> [EXERCISE PROMPT]: Your answer should repeat every line of the records below in which the word "struct" appears.

> [GIVEN DATA]:
▬▬▬
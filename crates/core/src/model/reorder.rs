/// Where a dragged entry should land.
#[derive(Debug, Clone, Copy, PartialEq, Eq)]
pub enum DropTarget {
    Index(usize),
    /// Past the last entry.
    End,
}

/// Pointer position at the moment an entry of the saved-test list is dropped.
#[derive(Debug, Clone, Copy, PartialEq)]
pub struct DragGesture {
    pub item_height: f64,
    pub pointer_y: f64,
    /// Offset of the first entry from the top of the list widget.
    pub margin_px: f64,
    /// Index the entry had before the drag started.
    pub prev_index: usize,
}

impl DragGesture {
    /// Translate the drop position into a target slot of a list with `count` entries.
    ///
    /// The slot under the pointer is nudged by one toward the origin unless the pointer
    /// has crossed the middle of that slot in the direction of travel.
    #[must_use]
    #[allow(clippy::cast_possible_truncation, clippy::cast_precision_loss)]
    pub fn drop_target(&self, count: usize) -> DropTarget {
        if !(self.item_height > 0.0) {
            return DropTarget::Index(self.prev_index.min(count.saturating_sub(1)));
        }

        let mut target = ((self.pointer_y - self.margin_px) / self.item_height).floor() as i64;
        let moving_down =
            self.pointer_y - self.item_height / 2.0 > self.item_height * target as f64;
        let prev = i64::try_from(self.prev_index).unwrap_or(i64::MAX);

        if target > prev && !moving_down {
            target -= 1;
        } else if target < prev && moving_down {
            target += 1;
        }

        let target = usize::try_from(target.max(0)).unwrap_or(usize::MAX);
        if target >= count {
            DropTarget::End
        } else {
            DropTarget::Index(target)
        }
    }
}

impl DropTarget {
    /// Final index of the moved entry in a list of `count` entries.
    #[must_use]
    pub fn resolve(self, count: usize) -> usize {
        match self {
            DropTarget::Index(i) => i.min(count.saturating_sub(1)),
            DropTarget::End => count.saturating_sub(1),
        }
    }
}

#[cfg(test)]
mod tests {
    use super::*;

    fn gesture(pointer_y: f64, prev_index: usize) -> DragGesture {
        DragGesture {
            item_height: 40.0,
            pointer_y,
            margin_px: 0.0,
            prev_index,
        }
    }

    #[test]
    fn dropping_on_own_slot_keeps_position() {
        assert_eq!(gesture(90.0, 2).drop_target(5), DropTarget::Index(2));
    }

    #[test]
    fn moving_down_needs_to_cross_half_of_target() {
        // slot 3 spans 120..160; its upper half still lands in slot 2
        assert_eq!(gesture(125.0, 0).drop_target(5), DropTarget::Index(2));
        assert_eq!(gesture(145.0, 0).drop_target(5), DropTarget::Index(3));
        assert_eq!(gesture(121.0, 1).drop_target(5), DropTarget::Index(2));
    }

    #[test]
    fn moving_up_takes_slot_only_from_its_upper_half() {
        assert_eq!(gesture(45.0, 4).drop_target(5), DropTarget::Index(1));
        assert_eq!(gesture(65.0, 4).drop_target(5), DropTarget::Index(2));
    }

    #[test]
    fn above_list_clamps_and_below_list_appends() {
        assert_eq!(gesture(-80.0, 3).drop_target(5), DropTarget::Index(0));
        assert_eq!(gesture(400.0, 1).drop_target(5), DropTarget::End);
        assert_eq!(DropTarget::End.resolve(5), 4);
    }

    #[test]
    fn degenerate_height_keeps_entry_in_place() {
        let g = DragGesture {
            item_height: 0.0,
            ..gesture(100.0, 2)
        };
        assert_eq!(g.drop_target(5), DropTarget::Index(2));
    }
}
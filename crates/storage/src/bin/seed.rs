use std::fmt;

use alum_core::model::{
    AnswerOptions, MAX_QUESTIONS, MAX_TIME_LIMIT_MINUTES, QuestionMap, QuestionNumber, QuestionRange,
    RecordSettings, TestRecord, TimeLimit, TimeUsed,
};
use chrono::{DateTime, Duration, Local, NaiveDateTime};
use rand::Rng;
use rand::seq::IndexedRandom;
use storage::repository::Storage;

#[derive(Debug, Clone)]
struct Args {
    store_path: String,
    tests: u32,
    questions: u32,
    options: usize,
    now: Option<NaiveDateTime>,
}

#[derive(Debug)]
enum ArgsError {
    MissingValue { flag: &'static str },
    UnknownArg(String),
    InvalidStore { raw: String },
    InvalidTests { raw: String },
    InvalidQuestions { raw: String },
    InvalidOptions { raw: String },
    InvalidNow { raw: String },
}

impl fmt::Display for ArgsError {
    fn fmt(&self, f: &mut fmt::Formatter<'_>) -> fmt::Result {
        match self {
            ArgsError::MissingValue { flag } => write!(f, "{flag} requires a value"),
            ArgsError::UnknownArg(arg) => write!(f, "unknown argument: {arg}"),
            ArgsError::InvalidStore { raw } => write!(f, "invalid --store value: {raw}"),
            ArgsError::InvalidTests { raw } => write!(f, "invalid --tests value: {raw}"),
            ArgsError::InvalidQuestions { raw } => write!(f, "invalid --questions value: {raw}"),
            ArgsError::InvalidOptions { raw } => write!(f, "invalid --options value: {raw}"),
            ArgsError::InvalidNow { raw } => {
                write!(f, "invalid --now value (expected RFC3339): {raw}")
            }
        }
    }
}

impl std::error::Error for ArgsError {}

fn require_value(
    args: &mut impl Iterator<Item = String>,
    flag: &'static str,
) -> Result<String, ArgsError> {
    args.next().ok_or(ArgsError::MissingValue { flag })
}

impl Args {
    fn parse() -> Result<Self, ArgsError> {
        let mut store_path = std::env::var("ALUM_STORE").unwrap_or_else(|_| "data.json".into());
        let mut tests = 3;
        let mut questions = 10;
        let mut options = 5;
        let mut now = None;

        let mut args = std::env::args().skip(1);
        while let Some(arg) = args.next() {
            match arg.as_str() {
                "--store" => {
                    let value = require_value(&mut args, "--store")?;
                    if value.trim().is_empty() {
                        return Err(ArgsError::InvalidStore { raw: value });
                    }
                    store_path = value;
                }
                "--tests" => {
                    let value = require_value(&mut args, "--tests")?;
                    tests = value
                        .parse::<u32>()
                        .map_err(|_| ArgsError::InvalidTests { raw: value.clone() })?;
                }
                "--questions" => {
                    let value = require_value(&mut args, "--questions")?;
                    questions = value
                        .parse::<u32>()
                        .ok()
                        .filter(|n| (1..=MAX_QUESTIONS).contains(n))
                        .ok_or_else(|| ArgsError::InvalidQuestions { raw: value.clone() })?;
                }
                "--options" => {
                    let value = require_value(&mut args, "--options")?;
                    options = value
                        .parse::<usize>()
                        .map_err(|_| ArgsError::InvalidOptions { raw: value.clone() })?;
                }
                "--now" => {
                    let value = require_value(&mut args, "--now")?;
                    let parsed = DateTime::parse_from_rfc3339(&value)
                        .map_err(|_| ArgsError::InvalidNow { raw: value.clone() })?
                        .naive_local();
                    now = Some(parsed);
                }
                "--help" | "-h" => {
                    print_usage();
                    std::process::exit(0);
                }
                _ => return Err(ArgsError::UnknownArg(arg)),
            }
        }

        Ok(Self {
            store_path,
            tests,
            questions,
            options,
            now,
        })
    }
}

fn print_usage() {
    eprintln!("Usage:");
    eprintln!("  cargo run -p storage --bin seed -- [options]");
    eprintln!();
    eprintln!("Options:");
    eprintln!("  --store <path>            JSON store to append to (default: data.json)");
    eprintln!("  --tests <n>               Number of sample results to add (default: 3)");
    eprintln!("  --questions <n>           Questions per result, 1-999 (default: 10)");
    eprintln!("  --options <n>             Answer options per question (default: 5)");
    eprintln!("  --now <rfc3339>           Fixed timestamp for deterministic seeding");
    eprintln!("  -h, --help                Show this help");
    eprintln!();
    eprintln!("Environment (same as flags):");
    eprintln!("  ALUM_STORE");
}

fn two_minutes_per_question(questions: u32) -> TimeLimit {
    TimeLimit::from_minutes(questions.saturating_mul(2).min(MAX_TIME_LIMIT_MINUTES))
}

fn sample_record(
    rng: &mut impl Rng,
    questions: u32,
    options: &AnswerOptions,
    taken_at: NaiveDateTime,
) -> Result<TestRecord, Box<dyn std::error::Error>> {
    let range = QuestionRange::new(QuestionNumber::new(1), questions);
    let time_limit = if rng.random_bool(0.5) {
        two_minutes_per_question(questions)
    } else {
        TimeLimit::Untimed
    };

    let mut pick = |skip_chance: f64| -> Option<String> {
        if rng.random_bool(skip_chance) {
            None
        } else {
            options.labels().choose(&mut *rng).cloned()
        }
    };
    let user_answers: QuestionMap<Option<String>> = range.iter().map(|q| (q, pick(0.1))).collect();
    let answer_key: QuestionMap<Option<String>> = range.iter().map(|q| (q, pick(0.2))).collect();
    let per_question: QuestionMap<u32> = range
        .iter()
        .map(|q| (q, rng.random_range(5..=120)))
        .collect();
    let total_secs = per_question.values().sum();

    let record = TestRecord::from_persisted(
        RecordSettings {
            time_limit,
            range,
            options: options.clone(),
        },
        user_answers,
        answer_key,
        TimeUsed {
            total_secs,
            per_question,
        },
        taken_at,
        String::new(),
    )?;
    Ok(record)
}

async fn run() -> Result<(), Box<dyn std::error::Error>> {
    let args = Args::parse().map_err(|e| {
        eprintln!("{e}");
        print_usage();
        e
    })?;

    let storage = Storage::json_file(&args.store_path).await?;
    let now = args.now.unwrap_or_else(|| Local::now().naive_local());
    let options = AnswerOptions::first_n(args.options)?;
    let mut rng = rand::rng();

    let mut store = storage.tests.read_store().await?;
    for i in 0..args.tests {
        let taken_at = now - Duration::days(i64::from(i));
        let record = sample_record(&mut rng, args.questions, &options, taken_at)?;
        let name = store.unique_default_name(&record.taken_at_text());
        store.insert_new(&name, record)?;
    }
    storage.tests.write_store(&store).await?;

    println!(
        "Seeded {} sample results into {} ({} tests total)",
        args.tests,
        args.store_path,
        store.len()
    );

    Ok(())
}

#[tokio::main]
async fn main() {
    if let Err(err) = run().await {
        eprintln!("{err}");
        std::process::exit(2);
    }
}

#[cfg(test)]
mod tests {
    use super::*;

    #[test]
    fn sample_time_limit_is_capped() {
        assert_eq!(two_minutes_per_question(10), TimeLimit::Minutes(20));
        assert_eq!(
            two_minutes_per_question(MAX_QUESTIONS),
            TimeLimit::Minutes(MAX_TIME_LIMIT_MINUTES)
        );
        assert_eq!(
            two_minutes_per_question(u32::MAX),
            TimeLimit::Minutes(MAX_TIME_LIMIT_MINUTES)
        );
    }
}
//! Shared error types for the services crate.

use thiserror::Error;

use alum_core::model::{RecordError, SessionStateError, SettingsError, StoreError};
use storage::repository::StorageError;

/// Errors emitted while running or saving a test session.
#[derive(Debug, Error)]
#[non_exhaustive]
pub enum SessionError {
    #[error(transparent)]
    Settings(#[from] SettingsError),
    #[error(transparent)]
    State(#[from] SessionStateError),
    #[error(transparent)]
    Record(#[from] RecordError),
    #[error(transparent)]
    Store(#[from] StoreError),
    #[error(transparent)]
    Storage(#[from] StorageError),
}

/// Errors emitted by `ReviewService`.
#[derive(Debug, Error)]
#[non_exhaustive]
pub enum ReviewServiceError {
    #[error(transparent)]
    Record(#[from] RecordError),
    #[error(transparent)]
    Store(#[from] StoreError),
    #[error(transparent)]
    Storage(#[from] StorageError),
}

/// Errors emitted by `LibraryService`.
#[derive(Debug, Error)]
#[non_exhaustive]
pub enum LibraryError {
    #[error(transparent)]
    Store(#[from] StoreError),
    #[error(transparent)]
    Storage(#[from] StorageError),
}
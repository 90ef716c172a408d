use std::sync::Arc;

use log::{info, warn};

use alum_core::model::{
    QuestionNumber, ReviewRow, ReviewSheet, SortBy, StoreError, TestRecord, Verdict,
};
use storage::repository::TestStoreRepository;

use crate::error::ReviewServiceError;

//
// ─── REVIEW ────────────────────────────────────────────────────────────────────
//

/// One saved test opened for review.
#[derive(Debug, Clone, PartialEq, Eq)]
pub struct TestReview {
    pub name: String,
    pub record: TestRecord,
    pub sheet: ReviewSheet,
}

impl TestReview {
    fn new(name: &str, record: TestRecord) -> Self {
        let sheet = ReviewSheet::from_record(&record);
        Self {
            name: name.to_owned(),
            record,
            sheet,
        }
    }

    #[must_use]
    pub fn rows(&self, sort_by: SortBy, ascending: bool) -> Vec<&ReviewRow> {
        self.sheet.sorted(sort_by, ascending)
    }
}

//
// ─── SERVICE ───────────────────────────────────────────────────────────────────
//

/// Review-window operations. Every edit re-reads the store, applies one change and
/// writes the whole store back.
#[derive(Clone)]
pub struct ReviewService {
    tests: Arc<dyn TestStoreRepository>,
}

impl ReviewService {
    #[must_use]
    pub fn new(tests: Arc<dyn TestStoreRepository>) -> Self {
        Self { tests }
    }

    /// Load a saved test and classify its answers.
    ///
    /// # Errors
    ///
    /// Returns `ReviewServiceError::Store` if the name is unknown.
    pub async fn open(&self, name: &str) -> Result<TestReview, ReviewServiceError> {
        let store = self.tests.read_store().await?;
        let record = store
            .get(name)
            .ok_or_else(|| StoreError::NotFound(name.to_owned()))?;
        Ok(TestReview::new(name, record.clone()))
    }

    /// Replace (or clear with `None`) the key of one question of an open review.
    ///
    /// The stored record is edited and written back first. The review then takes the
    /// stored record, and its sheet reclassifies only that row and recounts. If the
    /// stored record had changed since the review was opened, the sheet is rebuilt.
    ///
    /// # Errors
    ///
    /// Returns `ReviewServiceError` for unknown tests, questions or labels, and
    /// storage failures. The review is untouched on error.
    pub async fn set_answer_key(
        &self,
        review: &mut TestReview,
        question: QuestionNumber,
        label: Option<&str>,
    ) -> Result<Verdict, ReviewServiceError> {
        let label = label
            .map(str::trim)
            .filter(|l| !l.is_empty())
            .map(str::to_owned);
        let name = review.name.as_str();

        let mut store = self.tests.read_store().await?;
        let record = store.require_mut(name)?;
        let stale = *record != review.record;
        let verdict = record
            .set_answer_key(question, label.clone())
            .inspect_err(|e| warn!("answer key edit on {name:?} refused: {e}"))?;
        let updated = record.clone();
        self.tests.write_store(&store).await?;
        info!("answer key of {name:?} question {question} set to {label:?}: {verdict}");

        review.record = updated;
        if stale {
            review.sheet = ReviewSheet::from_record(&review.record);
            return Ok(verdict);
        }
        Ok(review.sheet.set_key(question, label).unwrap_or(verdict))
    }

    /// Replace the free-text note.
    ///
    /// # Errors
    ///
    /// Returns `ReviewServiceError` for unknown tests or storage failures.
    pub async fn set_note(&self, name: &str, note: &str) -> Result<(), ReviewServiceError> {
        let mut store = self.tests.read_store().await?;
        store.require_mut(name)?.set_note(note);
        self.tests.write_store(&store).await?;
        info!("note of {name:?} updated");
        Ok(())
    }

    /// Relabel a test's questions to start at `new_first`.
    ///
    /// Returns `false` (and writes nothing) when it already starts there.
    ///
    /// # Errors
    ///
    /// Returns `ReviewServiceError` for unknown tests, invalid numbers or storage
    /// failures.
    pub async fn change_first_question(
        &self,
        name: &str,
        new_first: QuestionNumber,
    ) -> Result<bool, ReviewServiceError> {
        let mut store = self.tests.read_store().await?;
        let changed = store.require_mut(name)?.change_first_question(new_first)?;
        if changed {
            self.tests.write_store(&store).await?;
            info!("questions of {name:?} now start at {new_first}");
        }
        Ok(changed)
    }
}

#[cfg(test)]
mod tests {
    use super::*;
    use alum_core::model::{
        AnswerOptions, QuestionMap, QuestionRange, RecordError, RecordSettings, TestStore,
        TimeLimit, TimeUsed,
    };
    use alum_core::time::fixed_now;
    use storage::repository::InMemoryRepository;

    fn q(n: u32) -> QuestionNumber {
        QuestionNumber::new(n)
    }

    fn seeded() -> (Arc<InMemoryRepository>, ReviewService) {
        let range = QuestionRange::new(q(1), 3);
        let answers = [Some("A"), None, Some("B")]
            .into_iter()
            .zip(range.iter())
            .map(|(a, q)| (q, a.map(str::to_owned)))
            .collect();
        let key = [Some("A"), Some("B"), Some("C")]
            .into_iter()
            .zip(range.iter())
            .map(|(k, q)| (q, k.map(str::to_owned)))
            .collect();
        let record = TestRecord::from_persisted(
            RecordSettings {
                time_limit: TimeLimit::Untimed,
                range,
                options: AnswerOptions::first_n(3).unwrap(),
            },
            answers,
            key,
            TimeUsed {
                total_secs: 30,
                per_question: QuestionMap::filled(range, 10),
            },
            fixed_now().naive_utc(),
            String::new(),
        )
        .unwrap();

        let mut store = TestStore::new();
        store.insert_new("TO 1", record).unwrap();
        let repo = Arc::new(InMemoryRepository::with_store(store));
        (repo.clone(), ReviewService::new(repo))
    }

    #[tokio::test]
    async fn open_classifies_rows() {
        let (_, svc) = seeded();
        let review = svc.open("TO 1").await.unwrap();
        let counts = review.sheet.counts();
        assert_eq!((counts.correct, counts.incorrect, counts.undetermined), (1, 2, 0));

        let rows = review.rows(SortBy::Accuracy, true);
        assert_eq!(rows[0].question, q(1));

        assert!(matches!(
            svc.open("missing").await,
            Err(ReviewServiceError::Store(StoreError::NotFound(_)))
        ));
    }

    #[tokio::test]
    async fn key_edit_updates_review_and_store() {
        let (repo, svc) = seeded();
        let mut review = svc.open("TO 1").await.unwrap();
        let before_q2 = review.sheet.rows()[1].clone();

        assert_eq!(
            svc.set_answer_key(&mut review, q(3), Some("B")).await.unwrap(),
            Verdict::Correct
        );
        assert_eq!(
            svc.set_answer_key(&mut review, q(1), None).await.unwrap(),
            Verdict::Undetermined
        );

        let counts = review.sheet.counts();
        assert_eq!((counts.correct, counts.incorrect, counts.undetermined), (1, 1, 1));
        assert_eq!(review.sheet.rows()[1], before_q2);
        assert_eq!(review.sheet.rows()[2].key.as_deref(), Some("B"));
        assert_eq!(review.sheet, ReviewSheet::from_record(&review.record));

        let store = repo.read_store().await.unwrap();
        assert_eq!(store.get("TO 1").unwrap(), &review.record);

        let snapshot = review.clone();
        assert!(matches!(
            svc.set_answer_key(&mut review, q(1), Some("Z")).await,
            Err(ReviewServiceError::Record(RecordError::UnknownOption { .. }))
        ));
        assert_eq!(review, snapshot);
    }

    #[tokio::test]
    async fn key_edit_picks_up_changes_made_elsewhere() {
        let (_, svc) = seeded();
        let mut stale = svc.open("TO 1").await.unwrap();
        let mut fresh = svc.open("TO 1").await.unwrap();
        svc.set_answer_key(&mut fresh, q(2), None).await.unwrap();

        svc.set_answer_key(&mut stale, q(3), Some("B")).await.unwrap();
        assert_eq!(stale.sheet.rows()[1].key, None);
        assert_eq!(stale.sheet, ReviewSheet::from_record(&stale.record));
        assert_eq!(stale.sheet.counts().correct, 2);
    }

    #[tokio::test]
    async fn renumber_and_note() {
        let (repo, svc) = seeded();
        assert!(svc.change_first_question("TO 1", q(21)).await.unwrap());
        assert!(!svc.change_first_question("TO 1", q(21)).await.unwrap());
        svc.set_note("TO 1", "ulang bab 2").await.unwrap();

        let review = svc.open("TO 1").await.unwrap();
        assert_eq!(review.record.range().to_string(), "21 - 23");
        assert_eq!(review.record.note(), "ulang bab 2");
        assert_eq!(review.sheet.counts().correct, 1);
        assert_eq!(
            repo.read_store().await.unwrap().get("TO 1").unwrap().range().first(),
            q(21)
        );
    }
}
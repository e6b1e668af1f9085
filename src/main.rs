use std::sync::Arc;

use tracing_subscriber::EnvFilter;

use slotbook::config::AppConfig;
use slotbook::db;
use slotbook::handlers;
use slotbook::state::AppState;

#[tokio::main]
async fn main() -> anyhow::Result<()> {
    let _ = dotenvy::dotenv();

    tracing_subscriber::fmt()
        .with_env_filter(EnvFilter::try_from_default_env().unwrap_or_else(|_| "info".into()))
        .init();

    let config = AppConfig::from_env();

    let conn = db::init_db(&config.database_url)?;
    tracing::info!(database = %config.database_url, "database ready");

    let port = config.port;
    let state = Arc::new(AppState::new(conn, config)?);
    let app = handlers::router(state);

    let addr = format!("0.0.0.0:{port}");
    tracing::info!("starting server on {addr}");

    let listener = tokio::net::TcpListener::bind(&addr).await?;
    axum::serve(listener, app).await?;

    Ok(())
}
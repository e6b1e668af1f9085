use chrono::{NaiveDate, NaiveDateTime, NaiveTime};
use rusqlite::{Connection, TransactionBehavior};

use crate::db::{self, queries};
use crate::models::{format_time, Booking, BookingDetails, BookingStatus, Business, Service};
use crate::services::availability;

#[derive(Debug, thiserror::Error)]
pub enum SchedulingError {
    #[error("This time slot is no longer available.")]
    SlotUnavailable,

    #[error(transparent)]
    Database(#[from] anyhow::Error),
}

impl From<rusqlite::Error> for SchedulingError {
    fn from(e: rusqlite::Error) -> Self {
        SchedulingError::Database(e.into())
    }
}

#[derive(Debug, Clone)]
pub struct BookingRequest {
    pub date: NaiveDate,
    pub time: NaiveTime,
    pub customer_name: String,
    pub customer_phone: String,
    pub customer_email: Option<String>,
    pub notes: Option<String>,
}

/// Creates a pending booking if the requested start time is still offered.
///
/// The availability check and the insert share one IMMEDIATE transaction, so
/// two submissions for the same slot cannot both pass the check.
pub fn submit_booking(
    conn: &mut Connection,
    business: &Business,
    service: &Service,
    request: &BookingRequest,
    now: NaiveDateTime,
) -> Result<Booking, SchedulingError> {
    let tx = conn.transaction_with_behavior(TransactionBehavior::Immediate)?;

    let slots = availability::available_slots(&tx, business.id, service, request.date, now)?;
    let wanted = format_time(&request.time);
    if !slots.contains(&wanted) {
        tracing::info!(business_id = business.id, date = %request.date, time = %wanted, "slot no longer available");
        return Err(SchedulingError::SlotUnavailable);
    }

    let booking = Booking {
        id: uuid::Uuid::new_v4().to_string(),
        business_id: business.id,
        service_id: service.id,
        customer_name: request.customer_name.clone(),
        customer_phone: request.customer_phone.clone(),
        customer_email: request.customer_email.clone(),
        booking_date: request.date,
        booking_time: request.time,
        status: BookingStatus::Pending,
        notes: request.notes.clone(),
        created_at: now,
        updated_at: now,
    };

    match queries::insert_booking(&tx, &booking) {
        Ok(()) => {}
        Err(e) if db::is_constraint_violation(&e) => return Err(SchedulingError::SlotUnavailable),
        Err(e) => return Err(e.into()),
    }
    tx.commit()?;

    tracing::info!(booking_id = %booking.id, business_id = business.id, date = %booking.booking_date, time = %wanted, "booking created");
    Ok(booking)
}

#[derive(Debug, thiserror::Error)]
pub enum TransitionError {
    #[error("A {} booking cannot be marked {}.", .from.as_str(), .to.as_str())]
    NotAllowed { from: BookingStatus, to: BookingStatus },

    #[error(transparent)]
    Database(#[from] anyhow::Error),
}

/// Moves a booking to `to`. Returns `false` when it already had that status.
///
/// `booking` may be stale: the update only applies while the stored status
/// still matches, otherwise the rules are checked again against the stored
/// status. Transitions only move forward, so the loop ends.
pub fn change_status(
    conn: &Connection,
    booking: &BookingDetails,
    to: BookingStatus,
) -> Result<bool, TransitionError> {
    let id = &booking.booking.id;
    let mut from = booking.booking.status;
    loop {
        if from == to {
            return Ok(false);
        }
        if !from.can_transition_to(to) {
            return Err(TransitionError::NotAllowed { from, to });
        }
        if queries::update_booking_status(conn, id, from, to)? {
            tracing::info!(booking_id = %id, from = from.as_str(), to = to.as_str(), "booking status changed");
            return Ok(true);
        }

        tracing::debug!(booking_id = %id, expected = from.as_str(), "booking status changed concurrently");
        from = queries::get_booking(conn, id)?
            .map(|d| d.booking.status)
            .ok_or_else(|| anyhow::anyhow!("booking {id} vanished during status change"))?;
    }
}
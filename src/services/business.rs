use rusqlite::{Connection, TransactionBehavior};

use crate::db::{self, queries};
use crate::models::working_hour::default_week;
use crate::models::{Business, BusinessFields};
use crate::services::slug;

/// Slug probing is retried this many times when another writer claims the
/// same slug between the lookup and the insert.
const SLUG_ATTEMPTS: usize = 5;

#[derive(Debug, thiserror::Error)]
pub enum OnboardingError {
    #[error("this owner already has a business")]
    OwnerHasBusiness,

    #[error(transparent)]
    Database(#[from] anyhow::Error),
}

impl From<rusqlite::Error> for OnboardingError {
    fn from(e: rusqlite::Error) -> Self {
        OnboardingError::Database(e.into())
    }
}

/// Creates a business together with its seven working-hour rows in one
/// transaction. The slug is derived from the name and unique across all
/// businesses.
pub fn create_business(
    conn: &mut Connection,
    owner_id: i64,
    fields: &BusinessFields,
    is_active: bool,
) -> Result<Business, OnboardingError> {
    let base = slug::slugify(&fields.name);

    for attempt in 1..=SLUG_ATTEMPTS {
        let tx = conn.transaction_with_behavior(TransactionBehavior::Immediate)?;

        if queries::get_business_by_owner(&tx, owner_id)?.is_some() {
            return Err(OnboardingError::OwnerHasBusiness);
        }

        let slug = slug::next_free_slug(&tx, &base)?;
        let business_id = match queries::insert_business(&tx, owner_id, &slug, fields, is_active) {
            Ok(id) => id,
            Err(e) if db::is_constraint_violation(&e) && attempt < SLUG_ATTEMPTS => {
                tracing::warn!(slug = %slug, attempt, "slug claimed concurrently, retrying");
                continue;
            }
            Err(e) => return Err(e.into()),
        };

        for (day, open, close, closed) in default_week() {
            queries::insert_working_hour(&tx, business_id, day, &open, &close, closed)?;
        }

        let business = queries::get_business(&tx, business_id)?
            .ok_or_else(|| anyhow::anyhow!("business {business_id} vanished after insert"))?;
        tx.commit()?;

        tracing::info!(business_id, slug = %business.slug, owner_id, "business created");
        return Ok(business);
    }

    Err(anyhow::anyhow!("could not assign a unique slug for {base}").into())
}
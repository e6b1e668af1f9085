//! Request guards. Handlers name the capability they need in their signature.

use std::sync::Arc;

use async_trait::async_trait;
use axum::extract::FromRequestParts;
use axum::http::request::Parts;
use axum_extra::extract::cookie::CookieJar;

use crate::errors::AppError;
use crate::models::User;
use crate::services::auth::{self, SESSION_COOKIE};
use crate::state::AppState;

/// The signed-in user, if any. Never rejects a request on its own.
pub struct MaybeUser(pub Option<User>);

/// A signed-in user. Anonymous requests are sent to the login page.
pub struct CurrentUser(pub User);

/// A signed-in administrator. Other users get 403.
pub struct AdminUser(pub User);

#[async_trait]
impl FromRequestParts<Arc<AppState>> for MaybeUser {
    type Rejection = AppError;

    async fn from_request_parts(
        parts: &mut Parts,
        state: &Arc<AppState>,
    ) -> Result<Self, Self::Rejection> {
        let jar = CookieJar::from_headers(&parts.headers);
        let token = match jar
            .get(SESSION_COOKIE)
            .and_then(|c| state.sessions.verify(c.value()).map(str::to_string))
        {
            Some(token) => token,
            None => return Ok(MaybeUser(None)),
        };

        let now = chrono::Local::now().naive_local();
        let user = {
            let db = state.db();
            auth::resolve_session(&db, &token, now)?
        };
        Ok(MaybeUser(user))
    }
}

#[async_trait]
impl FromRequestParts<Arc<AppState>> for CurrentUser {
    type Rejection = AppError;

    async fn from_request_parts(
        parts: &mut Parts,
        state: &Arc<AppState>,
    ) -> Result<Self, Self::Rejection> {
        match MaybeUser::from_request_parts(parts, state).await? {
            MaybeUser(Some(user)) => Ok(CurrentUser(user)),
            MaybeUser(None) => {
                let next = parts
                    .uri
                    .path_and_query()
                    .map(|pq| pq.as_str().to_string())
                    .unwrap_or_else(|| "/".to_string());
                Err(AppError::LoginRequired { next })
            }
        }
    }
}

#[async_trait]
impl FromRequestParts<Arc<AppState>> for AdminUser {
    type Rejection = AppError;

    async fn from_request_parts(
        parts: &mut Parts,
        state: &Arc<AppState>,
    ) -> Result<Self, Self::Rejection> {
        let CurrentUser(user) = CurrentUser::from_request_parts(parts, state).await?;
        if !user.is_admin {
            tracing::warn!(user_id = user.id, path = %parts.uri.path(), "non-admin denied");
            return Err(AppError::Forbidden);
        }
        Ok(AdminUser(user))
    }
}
▬▬▬
> [WRITTEN RESPONSE]:
pub struct DragGesture {
struct Args {
pub struct TestReview {
pub struct ReviewService {
pub struct BookingRequest {
pub struct MaybeUser(pub Option<User>);
pub struct CurrentUser(pub User);
pub struct AdminUser(pub User);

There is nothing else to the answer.